GIVEN DATA Start Marker

//! End-to-end stock selection tests.

use std::io::Write;
use std::path::PathBuf;

use cqmrust::portfolio::*;
use cqmrust::prelude::*;
use cqmrust::stats::{PriceHistory, StockInfoProvider};
use tempfile::NamedTempFile;

const TOL: f64 = 1e-9;

fn sample_prices() -> PathBuf {
    PathBuf::from(env!("CARGO_MANIFEST_DIR")).join("data/monthly_prices.csv")
}

/// Best pair by direct search over all pairs.
fn best_pair(price: &[f64], returns: &[f64], budget: f64) -> Option<(usize, usize)> {
    let mut best: Option<(usize, usize, f64)> = None;
    for i in 0..price.len() {
        for j in (i + 1)..price.len() {
            if price[i] + price[j] > budget {
                continue;
            }
            let r = returns[i] + returns[j];
            if best.map_or(true, |(_, _, b)| r > b) {
                best = Some((i, j, r));
            }
        }
    }
    best.map(|(i, j, _)| (i, j))
}

#[test]
fn test_default_universe_matches_direct_search() {
    let history = PriceHistory::from_csv(sample_prices()).expect("load prices");
    let info = history.stock_info(&DEFAULT_STOCKCODES).expect("stats");
    assert_eq!(info.len(), 10);

    let stocks = define_variables(&DEFAULT_STOCKCODES);
    assert_eq!(stocks.len(), DEFAULT_STOCKCODES.len());

    let cqm = define_cqm(&stocks, 2, &info.price, &info.returns, 80.0).expect("model");
    let sampleset =
        sample_cqm(&ExactCqmSolver::new(), &cqm, &Settings::default()).expect("sample");
    assert_eq!(sampleset.len(), 1 << 10);

    let selection = process_sampleset(&sampleset, &DEFAULT_STOCKCODES, &info).expect("process");
    assert!(selection.feasible);
    assert_eq!(selection.stocks.len(), 2);
    assert!(selection.total_cost <= 80.0);

    let (i, j) = best_pair(&info.price, &info.returns, 80.0).expect("some pair fits");
    assert_eq!(
        selection.stocks,
        vec![DEFAULT_STOCKCODES[i], DEFAULT_STOCKCODES[j]]
    );
    assert!((selection.energy.unwrap() + info.returns[i] + info.returns[j]).abs() < TOL);
}

#[test]
fn test_every_feasible_record_respects_constraints() {
    let history = PriceHistory::from_csv(sample_prices()).unwrap();
    let codes = ["T", "SFL", "PFE", "XOM", "MO"];
    let info = history.stock_info(&codes).unwrap();
    let stocks = define_variables(&codes);
    let cqm = define_cqm(&stocks, 3, &info.price, &info.returns, 100.0).unwrap();

    let sampleset = ExactCqmSolver::new()
        .sample_cqm(&cqm, &Settings::default())
        .unwrap();
    let feasible = sampleset.feasible();
    assert!(!feasible.is_empty());

    for record in feasible.iter() {
        let sample = feasible.sample_of(record);
        let count = sample.values().filter(|&&v| v).count();
        assert_eq!(count, 3);
        let cost: f64 = codes
            .iter()
            .enumerate()
            .filter(|(_, c)| sample[&format!("s_{}", c)])
            .map(|(i, _)| info.price[i])
            .sum();
        assert!(cost <= 100.0 + DEFAULT_ATOL);
        assert!(cqm.check_feasible(&sample, DEFAULT_ATOL).unwrap());
    }
}

#[test]
fn test_from_temporary_csv() {
    let mut file = NamedTempFile::new().unwrap();
    writeln!(file, "date,AAA,BBB,CCC").unwrap();
    writeln!(file, "2021-01,10,20,40").unwrap();
    writeln!(file, "2021-02,11,21,50").unwrap();
    writeln!(file, "2021-03,12,22,70").unwrap();
    file.flush().unwrap();

    let codes = ["AAA", "BBB", "CCC"];
    let info = PriceHistory::from_csv(file.path())
        .unwrap()
        .stock_info(&codes)
        .unwrap();
    assert_eq!(info.price, vec![12.0, 22.0, 70.0]);

    let stocks = define_variables(&codes);
    let cqm = define_cqm(&stocks, 1, &info.price, &info.returns, 30.0).unwrap();
    let sampleset = sample_cqm(&ExactCqmSolver::new(), &cqm, &Settings::default()).unwrap();
    let selection = process_sampleset(&sampleset, &codes, &info).unwrap();

    // CCC has the best return but is over budget; AAA grows faster than BBB.
    assert_eq!(selection.stocks, vec!["AAA"]);
    assert_eq!(selection.total_cost, 12.0);
}

#[test]
fn test_model_labels_and_senses() {
    let codes = ["A", "B", "C"];
    let stocks = define_variables(&codes);
    let cqm = define_cqm(&stocks, 2, &[1.0, 2.0, 3.0], &[0.1, 0.2, 0.3], 4.0).unwrap();

    let labels: Vec<&str> = cqm.constraints().iter().map(|c| c.label.as_str()).collect();
    assert_eq!(labels, vec![CHOOSE_K_LABEL, BUDGET_LABEL]);
    assert_eq!(cqm.constraint(CHOOSE_K_LABEL).unwrap().sense, Sense::Eq);
    assert_eq!(cqm.constraint(BUDGET_LABEL).unwrap().sense, Sense::Le);
    assert_eq!(cqm.variables(), &["s_A", "s_B", "s_C"]);
}

#[test]
fn test_selection_json() {
    let codes = ["A", "B"];
    let stocks = define_variables(&codes);
    let info = cqmrust::stats::StockInfo {
        price: vec![5.0, 6.0],
        returns: vec![0.1, 0.2],
        covariance: nalgebra::DMatrix::zeros(2, 2),
    };
    let cqm = define_cqm(&stocks, 1, &info.price, &info.returns, 10.0).unwrap();
    let sampleset = sample_cqm(&ExactCqmSolver::new(), &cqm, &Settings::default()).unwrap();
    let selection = process_sampleset(&sampleset, &codes, &info).unwrap();

    let json = serde_json::to_value(&selection).unwrap();
    assert_eq!(json["stocks"][0], "B");
    assert_eq!(json["feasible"], true);
}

GIVEN DATA End Marker

* _YOUR TASK_
Would it be possible to reproduce all the entries exactly as they appear above?

* _OUTPUT FOR THIS TASK_
//! End-to-end stock selection tests.

use std::io::Write;
use std::path::PathBuf;

use cqmrust::portfolio::*;
use cqmrust::prelude::*;
use cqmrust::stats::{PriceHistory, StockInfoProvider};
use tempfile::NamedTempFile;

const TOL: f64 = 1e-9;

fn sample_prices() -> PathBuf {
    PathBuf::from(env!("CARGO_MANIFEST_DIR")).join("data/monthly_prices.csv")
}

/// Best pair by direct search over all pairs.
fn best_pair(price: &[f64], returns: &[f64], budget: f64) -> Option<(usize, usize)> {
    let mut best: Option<(usize, usize, f64)> = None;
    for i in 0..price.len() {
        for j in (i + 1)..price.len() {
            if price[i] + price[j] > budget {
                continue;
            }
            let r = returns[i] + returns[j];
            if best.map_or(true, |(_, _, b)| r > b) {
                best = Some((i, j, r));
            }
        }
    }
    best.map(|(i, j, _)| (i, j))
}

#[test]
fn test_default_universe_matches_direct_search() {
    let history = PriceHistory::from_csv(sample_prices()).expect("load prices");
    let info = history.stock_info(&DEFAULT_STOCKCODES).expect("stats");
    assert_eq!(info.len(), 10);

    let stocks = define_variables(&DEFAULT_STOCKCODES);
    assert_eq!(stocks.len(), DEFAULT_STOCKCODES.len());

    let cqm = define_cqm(&stocks, 2, &info.price, &info.returns, 80.0).expect("model");
    let sampleset =
        sample_cqm(&ExactCqmSolver::new(), &cqm, &Settings::default()).expect("sample");
    assert_eq!(sampleset.len(), 1 << 10);

    let selection = process_sampleset(&sampleset, &DEFAULT_STOCKCODES, &info).expect("process");
    assert!(selection.feasible);
    assert_eq!(selection.stocks.len(), 2);
    assert!(selection.total_cost <= 80.0);

    let (i, j) = best_pair(&info.price, &info.returns, 80.0).expect("some pair fits");
    assert_eq!(
        selection.stocks,
        vec![DEFAULT_STOCKCODES[i], DEFAULT_STOCKCODES[j]]
    );
    assert!((selection.energy.unwrap() + info.returns[i] + info.returns[j]).abs() < TOL);
}

#[test]
fn test_every_feasible_record_respects_constraints() {
    let history = PriceHistory::from_csv(sample_prices()).unwrap();
    let codes = ["T", "SFL", "PFE", "XOM", "MO"];
    let info = history.stock_info(&codes).unwrap();
    let stocks = define_variables(&codes);
    let cqm = define_cqm(&stocks, 3, &info.price, &info.returns, 100.0).unwrap();

    let sampleset = ExactCqmSolver::new()
        .sample_cqm(&cqm, &Settings::default())
        .unwrap();
    let feasible = sampleset.feasible();
    assert!(!feasible.is_empty());

    for record in feasible.iter() {
        let sample = feasible.sample_of(record);
        let count = sample.values().filter(|&&v| v).count();
        assert_eq!(count, 3);
        let cost: f64 = codes
            .iter()
            .enumerate()
            .filter(|(_, c)| sample[&format!("s_{}", c)])
            .map(|(i, _)| info.price[i])
            .sum();
        assert!(cost <= 100.0 + DEFAULT_ATOL);
        assert!(cqm.check_feasible(&sample, DEFAULT_ATOL).unwrap());
    }
}

#[test]
fn test_from_temporary_csv() {
    let mut file = NamedTempFile::new().unwrap();
    writeln!(file, "date,AAA,BBB,CCC").unwrap();
    writeln!(file, "2021-01,10,20,40").unwrap();
    writeln!(file, "2021-02,11,21,50").unwrap();
    writeln!(file, "2021-03,12,22,70").unwrap();
    file.flush().unwrap();

    let codes = ["AAA", "BBB", "CCC"];
    let info = PriceHistory::from_csv(file.path())
        .unwrap()
        .stock_info(&codes)
        .unwrap();
    assert_eq!(info.price, vec![12.0, 22.0, 70.0]);

    let stocks = define_variables(&codes);
    let cqm = define_cqm(&stocks, 1, &info.price, &info.returns, 30.0).unwrap();
    let sampleset = sample_cqm(&ExactCqmSolver::new(), &cqm, &Settings::default()).unwrap();
    let selection = process_sampleset(&sampleset, &codes, &info).unwrap();

    // CCC has the best return but is over budget; AAA grows faster than BBB.
    assert_eq!(selection.stocks, vec!["AAA"]);
    assert_eq!(selection.total_cost, 12.0);
}

#[test]
fn test_model_labels_and_senses() {
    let codes = ["A", "B", "C"];
    let stocks = define_variables(&codes);
    let cqm = define_cqm(&stocks, 2, &[1.0, 2.0, 3.0], &[0.1, 0.2, 0.3], 4.0).unwrap();

    let labels: Vec<&str> = cqm.constraints().iter().map(|c| c.label.as_str()).collect();
    assert_eq!(labels, vec![CHOOSE_K_LABEL, BUDGET_LABEL]);
    assert_eq!(cqm.constraint(CHOOSE_K_LABEL).unwrap().sense, Sense::Eq);
    assert_eq!(cqm.constraint(BUDGET_LABEL).unwrap().sense, Sense::Le);
    assert_eq!(cqm.variables(), &["s_A", "s_B", "s_C"]);
}

#[test]
fn test_selection_json() {
    let codes = ["A", "B"];
    let stocks = define_variables(&codes);
    let info = cqmrust::stats::StockInfo {
        price: vec![5.0, 6.0],
        returns: vec![0.1, 0.2],
        covariance: nalgebra::DMatrix::zeros(2, 2),
    };
    let cqm = define_cqm(&stocks, 1, &info.price, &info.returns, 10.0).unwrap();
    let sampleset = sample_cqm(&ExactCqmSolver::new(), &cqm, &Settings::default()).unwrap();
    let selection = process_sampleset(&sampleset, &codes, &info).unwrap();

    let json = serde_json::to_value(&selection).unwrap();
    assert_eq!(json["stocks"][0], "B");
    assert_eq!(json["feasible"], true);
}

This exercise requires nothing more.